当前位置:网站首页>Volcano resource reservation feature
Volcano resource reservation feature
2022-07-05 06:44:00 【Dream of finding flowers~~】
List of articles
Volcano It's based on Kubernetes Cloud native batch computing platform , It's also CNCF The first batch computing project of .
Volcano It is mainly used for AI、 big data 、 gene 、 Rendering and many other high-performance computing scenarios , It has good support for the mainstream general computing framework . It provides high-performance computing task scheduling , Heterogeneous device management , Ability of task runtime management . This article will analyze in depth Volcano One of the important characteristics —— Reserve resources .
official github Address : https://github.com/volcano-sh/volcano
brief introduction
Reserve resources (Reservation) It is a common requirement of batch processing system , It's also fair scheduling (Fair Scheduling) A supplement to . From different dimensions , Resource reservation can be divided into preemptive reservation and non preemptive reservation 、 Job resource reservation and queue resource reservation 、 Immediate reservation and predictive reservation, etc .
since v1.1.0 Start ,Volcano Start iterating to support resource reservation features . According to the community Roadmap,v1.1.0( The published ) Give priority to supporting job resource reservation ,v1.2.0 It will support specifying queue resource reservation .
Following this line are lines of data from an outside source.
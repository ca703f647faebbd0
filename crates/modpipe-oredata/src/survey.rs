//! Survey accumulators and the fixed nine-document runner.

use std::collections::BTreeMap;
use std::fmt;
use std::fs;
use std::path::Path;

use serde::Serialize;
use serde_json::Value;
use tracing::debug;

use crate::error::{OreDataError, OreDataResult};
use crate::parsers;

/// Grade sentinel recorded for ungraded ore variants.
pub const GRADE_EXISTS: &str = "exists";

/// Wildcard rock type; kept in the nested mapping, excluded from the
/// standalone rock list.
pub const WILDCARD_ROCK: &str = "*";

/// Aggregated ore/rock associations.
///
/// `ores` and `rocks` are deduplicated in encounter order. Grade lists
/// are deduplicated in encounter order; the nested maps iterate sorted.
#[derive(Debug, Clone, Default, Serialize)]
pub struct OreSurvey {
    /// Plain ore/item names
    pub ores: Vec<String>,
    /// Rock type names (wildcards excluded)
    pub rocks: Vec<String>,
    /// ore -> rock -> grades
    pub grades: BTreeMap<String, BTreeMap<String, Vec<String>>>,
}

impl OreSurvey {
    /// Create an empty survey.
    pub fn new() -> Self {
        Self::default()
    }

    /// Record an ore name, keeping the list deduplicated.
    pub fn add_ore(&mut self, ore: &str) {
        if !self.ores.iter().any(|o| o == ore) {
            self.ores.push(ore.to_string());
        }
    }

    /// Record a rock type, skipping duplicates and the wildcard.
    pub fn add_rock(&mut self, rock: &str) {
        if rock != WILDCARD_ROCK && !self.rocks.iter().any(|r| r == rock) {
            self.rocks.push(rock.to_string());
        }
    }

    /// Record a grade for an ore/rock pair, skipping duplicates.
    ///
    /// Wildcard rocks are recorded here but never in the rock list.
    pub fn add_grade(&mut self, ore: &str, rock: &str, grade: &str) {
        let grades = self
            .grades
            .entry(ore.to_string())
            .or_default()
            .entry(rock.to_string())
            .or_default();
        if !grades.iter().any(|g| g == grade) {
            grades.push(grade.to_string());
        }
        self.add_rock(rock);
    }
}

impl fmt::Display for OreSurvey {
    fn fmt(&self, f: &mut fmt::Formatter<'_>) -> fmt::Result {
        let ores = serde_json::to_string_pretty(&self.ores).map_err(|_| fmt::Error)?;
        let rocks = serde_json::to_string_pretty(&self.rocks).map_err(|_| fmt::Error)?;
        let grades = serde_json::to_string_pretty(&self.grades).map_err(|_| fmt::Error)?;
        writeln!(f, "ores = {ores}")?;
        writeln!(f, "rocks = {rocks}")?;
        writeln!(f, "grades = {grades}")
    }
}

/// The nine fixed input documents, relative to the survey prefix.
pub const SURVEY_FILES: [(&str, &str); 9] = [
    ("item-nugget", "itemtypes/resource/nugget.json"),
    ("item-ore-graded", "itemtypes/resource/ore-graded.json"),
    ("item-ore-ungraded", "itemtypes/resource/ore-ungraded.json"),
    (
        "item-crystalized-ore",
        "itemtypes/resource/crystalizedore-graded.json",
    ),
    ("item-stone", "itemtypes/resource/stone.json"),
    ("block-looseores", "blocktypes/stone/looseores.json"),
    ("block-ore-gem", "blocktypes/stone/ore-gem.json"),
    ("block-ore-graded", "blocktypes/stone/ore-graded.json"),
    ("block-ore-ungraded", "blocktypes/stone/ore-ungraded.json"),
];

fn load_document(prefix: &Path, relative: &str) -> OreDataResult<Value> {
    let path = prefix.join(relative);
    debug!(path = %path.display(), "loading survey document");
    let text = fs::read_to_string(&path).map_err(|source| OreDataError::ReadFailed {
        path: path.clone(),
        source,
    })?;
    serde_json::from_str(&text).map_err(|source| OreDataError::InvalidJson { path, source })
}

/// Load the nine documents under `prefix` and run the fixed parse
/// sequence, returning the populated survey.
pub fn run_survey(prefix: &Path) -> OreDataResult<OreSurvey> {
    let mut docs = BTreeMap::new();
    for (label, relative) in SURVEY_FILES {
        docs.insert(label, load_document(prefix, relative)?);
    }

    let mut survey = OreSurvey::new();

    for ore in parsers::parse_nugget_items(&docs["item-nugget"])? {
        survey.add_ore(&ore);
    }
    parsers::parse_graded_ores(&docs["item-ore-graded"], &mut survey)?;
    parsers::parse_ungraded_ores(&docs["item-ore-ungraded"], &mut survey)?;
    parsers::parse_graded_ores(&docs["item-crystalized-ore"], &mut survey)?;
    for rock in parsers::parse_stone_rocks(&docs["item-stone"])? {
        survey.add_rock(&rock);
    }
    parsers::parse_ungraded_ores(&docs["block-looseores"], &mut survey)?;
    parsers::parse_graded_ores(&docs["block-ore-gem"], &mut survey)?;
    parsers::parse_graded_ores(&docs["block-ore-graded"], &mut survey)?;
    parsers::parse_ungraded_ores(&docs["block-ore-ungraded"], &mut survey)?;

    Ok(survey)
}

#[cfg(test)]
mod tests {
    use super::*;

    #[test]
    fn test_add_ore_deduplicates_in_encounter_order() {
        let mut survey = OreSurvey::new();
        survey.add_ore("copper");
        survey.add_ore("tin");
        survey.add_ore("copper");
        assert_eq!(survey.ores, vec!["copper", "tin"]);
    }

    #[test]
    fn test_add_rock_skips_wildcard() {
        let mut survey = OreSurvey::new();
        survey.add_rock("granite");
        survey.add_rock("*");
        survey.add_rock("granite");
        assert_eq!(survey.rocks, vec!["granite"]);
    }

    #[test]
    fn test_add_grade_records_wildcard_in_mapping_only() {
        let mut survey = OreSurvey::new();
        survey.add_grade("copper", "*", "2");
        assert_eq!(survey.grades["copper"]["*"], vec!["2"]);
        assert!(survey.rocks.is_empty());
    }

    #[test]
    fn test_add_grade_deduplicates() {
        let mut survey = OreSurvey::new();
        survey.add_grade("copper", "granite", "2");
        survey.add_grade("copper", "granite", "2");
        survey.add_grade("copper", "granite", "1");
        assert_eq!(survey.grades["copper"]["granite"], vec!["2", "1"]);
    }

    #[test]
    fn test_display_prints_all_three_sections() {
        let mut survey = OreSurvey::new();
        survey.add_ore("copper");
        survey.add_grade("copper", "granite", "2");
        let report = survey.to_string();
        assert!(report.contains("ores = "));
        assert!(report.contains("rocks = "));
        assert!(report.contains("grades = "));
        assert!(report.contains("granite"));
    }
}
This feature v1.2 Version has been deprecated since .
Scene analysis
in application , There are two common scenarios :
(1) In the case of insufficient cluster resources , Suppose a job is in the state of being scheduled A and B,A The number of resource applications is less than B or A Priority over B. Based on the default scheduling policy ,A Will take precedence over B To schedule . In the worst case , If jobs with high priority or less resources are added to the waiting queue ,B Will be hungry for a long time and wait forever .
(2) In the case of insufficient cluster resources , Suppose there are jobs to be scheduled A and B.A Lower in priority B But the number of resource applications is less than B. Under the core scheduling strategy based on cluster throughput and resource utilization ,A Will be scheduled first . In the worst case ,B Will continue to starve .
The root cause of the above two scenarios is the lack of a fair scheduling mechanism : To ensure that the jobs in the state of starvation for a long time are scheduled first after reaching a critical condition . There are many reasons for persistent hunger , Including resource applications can not be met for a long time 、 The priority continues to be low 、 The frequency of preemption is too high 、 Affinity cannot be satisfied (v1.1.0 This scenario is not supported ) etc. , It is most common that the amount of resource application cannot be met .
Feature design
In order to ensure that jobs in a long-term blocking state can have fair scheduling opportunities , Two main problems need to be addressed :
- How to identify the target job ?
- How to reserve resources for target jobs ?
Target job identification
- Working conditions
The selection of operation conditions can be based on the waiting time 、 Single dimension or combination of multiple dimensions such as resource application amount . Comprehensive consideration ,v1.1.0 The implementation version selects the job with the highest priority and the longest waiting time as the target job . This not only ensures that urgent tasks are scheduled first , Considering the length of waiting time, the jobs with more resource requirements are selected by default . - Number of assignments
Objective to , There is usually more than one job that meets the criteria , Resources can be reserved for a target job group or a single target job . Considering that resource reservation will inevitably affect the performance of scheduler in terms of throughput and delay ,v1.1.0 A single target operation is adopted . - Recognition mode
There are two ways to identify : Custom configuration and automatic identification .v1.1.0 For the time being, only automatic recognition is supported , In other words, the scheduler automatically identifies the target jobs that meet the conditions and quantity in each scheduling cycle , And reserve resources for it . Subsequent versions will be considered in the global and Queue Granularity supports custom configuration .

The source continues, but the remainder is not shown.